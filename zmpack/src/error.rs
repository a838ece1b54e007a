//! Fatal error kinds raised by the pipeline.
//!
//! Orchestration code propagates these through `anyhow::Result` with added
//! context; callers that need to branch on the kind use `downcast_ref`.

use std::path::PathBuf;

use thiserror::Error;

use crate::core::types::Stage;

#[derive(Error, Debug)]
pub enum PackError {
    /// Config file not found.
    #[error("config file not found: {}", path.display())]
    ConfigMissing { path: PathBuf },

    /// Config failed schema, decode, or semantic validation.
    #[error("invalid config {}: {}", path.display(), errors.join("; "))]
    ConfigInvalid { path: PathBuf, errors: Vec<String> },

    /// Strict recursive delete met something that is neither file nor directory.
    #[error("unsupported entry kind at {}", path.display())]
    UnsupportedEntryKind { path: PathBuf },

    /// A `command` action exited non-zero, timed out, or could not be spawned.
    #[error("{stage} command `{command}` failed ({})", describe_exit(*exit_code, *timed_out))]
    ShellCommandFailure {
        stage: Stage,
        command: String,
        exit_code: Option<i32>,
        timed_out: bool,
        stderr: String,
    },

    /// The staging directory for this run already exists.
    #[error("staging directory already exists: {}", path.display())]
    StagingCollision { path: PathBuf },

    /// ZIP archive error
    #[error("archive error: {0}")]
    Archive(#[from] zip::result::ZipError),
}

fn describe_exit(exit_code: Option<i32>, timed_out: bool) -> String {
    match (timed_out, exit_code) {
        (true, _) => "timed out".to_string(),
        (false, Some(code)) => format!("exit code {code}"),
        (false, None) => "terminated by signal or not started".to_string(),
    }
}
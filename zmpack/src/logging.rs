//! Tracing setup for the CLI.
//!
//! All diagnostics, including captured command output, go to stderr so stdout
//! carries only command results (the archive path for `pack`).

use tracing_subscriber::{EnvFilter, fmt, layer::SubscriberExt, util::SubscriberInitExt};

/// Initialize the tracing subscriber.
///
/// Reads `RUST_LOG` env var. Defaults to `info` if unset, which shows stage
/// progress, command output, and skip warnings.
///
/// # Example
/// ```bash
/// RUST_LOG=zmpack=debug zmpack pack
/// ```
pub fn init() {
    let filter = EnvFilter::try_from_default_env().unwrap_or_else(|_| EnvFilter::new("info"));

    tracing_subscriber::registry()
        .with(filter)
        .with(fmt::layer().with_writer(std::io::stderr).compact())
        .init();
}
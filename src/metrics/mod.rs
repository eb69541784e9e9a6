//! Prometheus exposition of per-Service running-Pod counts.
//!
//! # Metrics Exposed
//!
//! - `kube_service_target_pods_num{service, namespace}` - Running Pods
//!   selected by the Service at the last poll
//! - `process_*` - Standard process metrics (Linux only)
//!
//! # Routes
//!
//! - `GET /metrics` - Text exposition format
//! - `GET /` - Static landing page linking to `/metrics`
//!
//! # Example
//!
//! ```no_run
//! use service_target_pods::metrics::ServiceMetrics;
//!
//! let metrics = ServiceMetrics::new().expect("Failed to create registry");
//! metrics.set("web", "default", 2);
//! assert_eq!(metrics.get("web", "default"), Some(2));
//! ```

mod collector;
mod server;

pub use collector::{MetricsError, ServiceMetrics, TARGET_PODS_METRIC};
pub use server::{MetricsServer, ServerError, ROOT_PAGE};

####################

### PROBLEM TO SOLVE
Each line of the records above must be copied exactly.

### THE ANSWER
filename zmpack/src/error.rs
repository a838ece1b54e007a
//! Fatal error kinds raised by the pipeline.
//!
//! Orchestration code propagates these through `anyhow::Result` with added
//! context; callers that need to branch on the kind use `downcast_ref`.

use std::path::PathBuf;

use thiserror::Error;

use crate::core::types::Stage;

#[derive(Error, Debug)]
pub enum PackError {
    /// Config file not found.
    #[error("config file not found: {}", path.display())]
    ConfigMissing { path: PathBuf },

    /// Config failed schema, decode, or semantic validation.
    #[error("invalid config {}: {}", path.display(), errors.join("; "))]
    ConfigInvalid { path: PathBuf, errors: Vec<String> },

    /// Strict recursive delete met something that is neither file nor directory.
    #[error("unsupported entry kind at {}", path.display())]
    UnsupportedEntryKind { path: PathBuf },

    /// A `command` action exited non-zero, timed out, or could not be spawned.
    #[error("{stage} command `{command}` failed ({})", describe_exit(*exit_code, *timed_out))]
    ShellCommandFailure {
        stage: Stage,
        command: String,
        exit_code: Option<i32>,
        timed_out: bool,
        stderr: String,
    },

    /// The staging directory for this run already exists.
    #[error("staging directory already exists: {}", path.display())]
    StagingCollision { path: PathBuf },

    /// ZIP archive error
    #[error("archive error: {0}")]
    Archive(#[from] zip::result::ZipError),
}

fn describe_exit(exit_code: Option<i32>, timed_out: bool) -> String {
    match (timed_out, exit_code) {
        (true, _) => "timed out".to_string(),
        (false, Some(code)) => format!("exit code {code}"),
        (false, None) => "terminated by signal or not started".to_string(),
    }
}
filename zmpack/src/logging.rs
//! Tracing setup for the CLI.
//!
//! All diagnostics, including captured command output, go to stderr so stdout
//! carries only command results (the archive path for `pack`).

use tracing_subscriber::{EnvFilter, fmt, layer::SubscriberExt, util::SubscriberInitExt};

/// Initialize the tracing subscriber.
///
/// Reads `RUST_LOG` env var. Defaults to `info` if unset, which shows stage
/// progress, command output, and skip warnings.
///
/// # Example
/// ```bash
/// RUST_LOG=zmpack=debug zmpack pack
/// ```
pub fn init() {
    let filter = EnvFilter::try_from_default_env().unwrap_or_else(|_| EnvFilter::new("info"));

    tracing_subscriber::registry()
        .with(filter)
        .with(fmt::layer().with_writer(std::io::stderr).compact())
        .init();
}
filename src/metrics/mod.rs
repository eb69541784e9e9a6
//! Prometheus exposition of per-Service running-Pod counts.
//!
//! # Metrics Exposed
//!
//! - `kube_service_target_pods_num{service, namespace}` - Running Pods
//!   selected by the Service at the last poll
//! - `process_*` - Standard process metrics (Linux only)
//!
//! # Routes
//!
//! - `GET /metrics` - Text exposition format
//! - `GET /` - Static landing page linking to `/metrics`
//!
//! # Example
//!
//! ```no_run
//! use service_target_pods::metrics::ServiceMetrics;
//!
//! let metrics = ServiceMetrics::new().expect("Failed to create registry");
//! metrics.set("web", "default", 2);
//! assert_eq!(metrics.get("web", "default"), Some(2));
//! ```

mod collector;
mod server;

pub use collector::{MetricsError, ServiceMetrics, TARGET_PODS_METRIC};
pub use server::{MetricsServer, ServerError, ROOT_PAGE};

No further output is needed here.